In [1]:
import jiwer
from jiwer import wer
import pandas as pd
import os

In [2]:
# standardize string inputs to make more accurate wer counts
def pre_jiwer_standardize(any_string):
    wer_standardize = jiwer.Compose(
    [
        jiwer.ToLowerCase(),
        jiwer.ExpandCommonEnglishContractions(),
        jiwer.RemoveKaldiNonWords(),
        jiwer.RemoveWhiteSpace(replace_by_space=True),
        jiwer.RemoveMultipleSpaces(),
        jiwer.Strip(),
    ]
    )
    any_string = str(any_string).replace("neighbourhood", "neighborhood")
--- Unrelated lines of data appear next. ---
impl Path {
    /// Creates a Path from a string without validation.
    ///
    /// # Safety
    /// The caller must ensure that the string is a valid path:
    /// - No leading or trailing dots
    /// - No empty components (consecutive dots)
    /// - Components may not contain dots
    ///
    /// This is primarily intended for use with compile-time validated string
    /// literals via the [`path!`](crate::path!) macro.
    pub unsafe fn from_str_unchecked(s: &str) -> &Path {
        // SAFETY: Path has the same memory layout as str
        unsafe { &*(s as *const str as *const Path) }
    }

    /// Returns an iterator over the path components as string slices.
    pub fn components(&self) -> impl Iterator<Item = &str> {
        self.inner.split('.').filter(|s| !s.is_empty())
    }

    /// Returns the number of components in the path.
    pub fn len(&self) -> usize {
        if self.inner.is_empty() {
            0
        } else {
            self.inner.split('.').count()
        }
    }

    /// Returns `true` if the path has no components.
    pub fn is_empty(&self) -> bool {
        self.inner.is_empty()
    }

    /// Returns the last component of the path, or `None` if empty.
    pub fn file_name(&self) -> Option<&str> {
        if self.inner.is_empty() {
            None
        } else {
            self.inner.split('.').next_back()
        }
    }

    /// Returns the path as a string slice.
    pub fn as_str(&self) -> &str {
        &self.inner
    }

    /// Converts this `Path` to an owned `PathBuf`.
    pub fn to_path_buf(&self) -> PathBuf {
        PathBuf {
            inner: self.inner.to_string(),
        }
    }
}

impl Deref for PathBuf {
    type Target = Path;

    fn deref(&self) -> &Self::Target {
        // Safe because Path has the same layout as str
        unsafe { Path::from_str_unchecked(self.inner.as_str()) }
    }
}

impl AsRef<Path> for PathBuf {
    fn as_ref(&self) -> &Path {
        self.deref()
    }
}

impl AsRef<PathBuf> for PathBuf {
    fn as_ref(&self) -> &PathBuf {
        self
    }
}

impl AsRef<Path> for Path {
    fn as_ref(&self) -> &Path {
        self
    }
}

impl AsRef<str> for Path {
    fn as_ref(&self) -> &str {
        &self.inner
    }
}

impl AsRef<str> for PathBuf {
    fn as_ref(&self) -> &str {
        &self.inner
    }
}

impl Borrow<Path> for PathBuf {
    fn borrow(&self) -> &Path {
        self.deref()
    }
}

impl FromStr for PathBuf {
    type Err = std::convert::Infallible;

    fn from_str(s: &str) -> Result<Self, Self::Err> {
        Ok(Self::normalize(s))
    }
}

impl From<&PathBuf> for PathBuf {
    fn from(path: &PathBuf) -> Self {
        path.clone()
    }
}

impl fmt::Display for PathBuf {
    fn fmt(&self, f: &mut fmt::Formatter<'_>) -> fmt::Result {
        if self.inner.is_empty() {
            write!(f, "(empty path)")
        } else {
            write!(f, "{}", self.inner)
        }
    }
}

impl fmt::Display for Path {
    fn fmt(&self, f: &mut fmt::Formatter<'_>) -> fmt::Result {
        if self.inner.is_empty() {
            write!(f, "(empty path)")
        } else {
            write!(f, "{}", &self.inner)
        }
    }
}

/// Constructs a path with compile-time optimization for literals.
///
/// - Single string literal returns `&'static Path` (zero allocation)
/// - Multiple arguments or runtime values return `PathBuf`
///
/// The literal form performs no runtime normalization; the literal must
/// already be a normalized path, which is enforced at compile time. A
/// literal with a leading, trailing, or doubled dot fails to build:
///
/// ```compile_fail
/// let path = flatpath::path!(".user..name");
/// ```
///
/// # Examples
///
/// ```rust
/// # use flatpath::path;
/// // Zero-cost literal (returns &'static Path)
/// let path = path!("user.profile.name");
///
/// // Multiple components (returns PathBuf)
/// let path = path!("user", "profile", "name");
///
/// // Mixed runtime/literal (returns PathBuf)
/// let base = "user";
/// let path = path!(base, "profile", "name");
///
/// // Empty path
/// let empty = path!();
/// ```
#[macro_export]
macro_rules! path {
    // Empty path - returns PathBuf
    () => {
        $crate::path::PathBuf::new()
    };

    // Single string literal - returns &'static Path (zero allocation)
    ($single:literal) => {{
        const VALIDATED: &str = $crate::path::validate_literal($single);
        // Safe because the literal was validated at compile time
        unsafe { $crate::path::Path::from_str_unchecked(VALIDATED) }
    }};

    // Multiple arguments - returns PathBuf
    ($first:expr $(, $rest:expr)* $(,)?) => {{
        let mut path = $crate::path::PathBuf::new();

        fn add_component(path: &mut $crate::path::PathBuf, component: impl AsRef<str>) {
            let component_str = component.as_ref().trim();
            if !component_str.is_empty() {
                *path = std::mem::take(path).push(component_str);
            }
        }

        let first_str = $first.to_string();
        add_component(&mut path, first_str);

        $(
            let rest_str = $rest.to_string();
            add_component(&mut path, rest_str);
        )*

        path
    }};
}

/// Validates that a path literal is already normalized.
///
/// Used by the [`path!`](crate::path!) macro's literal form, which skips
/// runtime normalization: the literal must carry no leading, trailing, or
/// consecutive dots. In const context a violation is a compile error.
pub const fn validate_literal(path: &str) -> &str {
    let bytes = path.as_bytes();
    if bytes.is_empty() {
        return path;
    }

    assert!(bytes[0] != b'.', "path literal must not begin with a dot");
    assert!(
        bytes[bytes.len() - 1] != b'.',
        "path literal must not end with a dot"
    );
    let mut i = 1;
    while i < bytes.len() {
        assert!(
            !(bytes[i - 1] == b'.' && bytes[i] == b'.'),
            "path literal must not contain empty segments"
        );
        i += 1;
    }

    path
}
    return wer_standardize(any_string)


# applying transformation for preprocessing prompt/transcript columns
def transform_col_text(df, col_name, new_col_name):
    df_copy = df.copy()
    df_copy.loc[:,new_col_name] = df_copy[col_name].apply(pre_jiwer_standardize)
    return df_copy


# creating a new wer getting row-wise error rates for transformed strings in col1, col2
def wer_transformed(df, wer_col, col1, col2):
    df_copy = df.copy()
    df_copy.loc[:, wer_col] = df.apply(lambda x:
                                  wer(x[col1], x[col2]), axis=1)
    return df_copy

In [3]:
# test
df_orig = pd.read_csv('partic_transcripts.csv')
df_expected_preprocessed = transform_col_text(df_orig,
                                              'Expected Transcription',
                                              'preproc_exp_transc')
df_large_preprocessed = transform_col_text(df_expected_preprocessed,
                                           'large',
                                           'large_preproc')
df_base_preprocessed = transform_col_text(df_large_preprocessed,
                                           'base',
                                           'base_preproc')
df_medium_preprocessed = transform_col_text(df_base_preprocessed,
                                           'medium',
                                           'medium_preproc')
df_small_preprocessed = transform_col_text(df_medium_preprocessed,
                                           'small',
                                           'small_preproc')
df_tiny_preprocessed = transform_col_text(df_small_preprocessed,
                                           'tiny',
                                           'tiny_preproc')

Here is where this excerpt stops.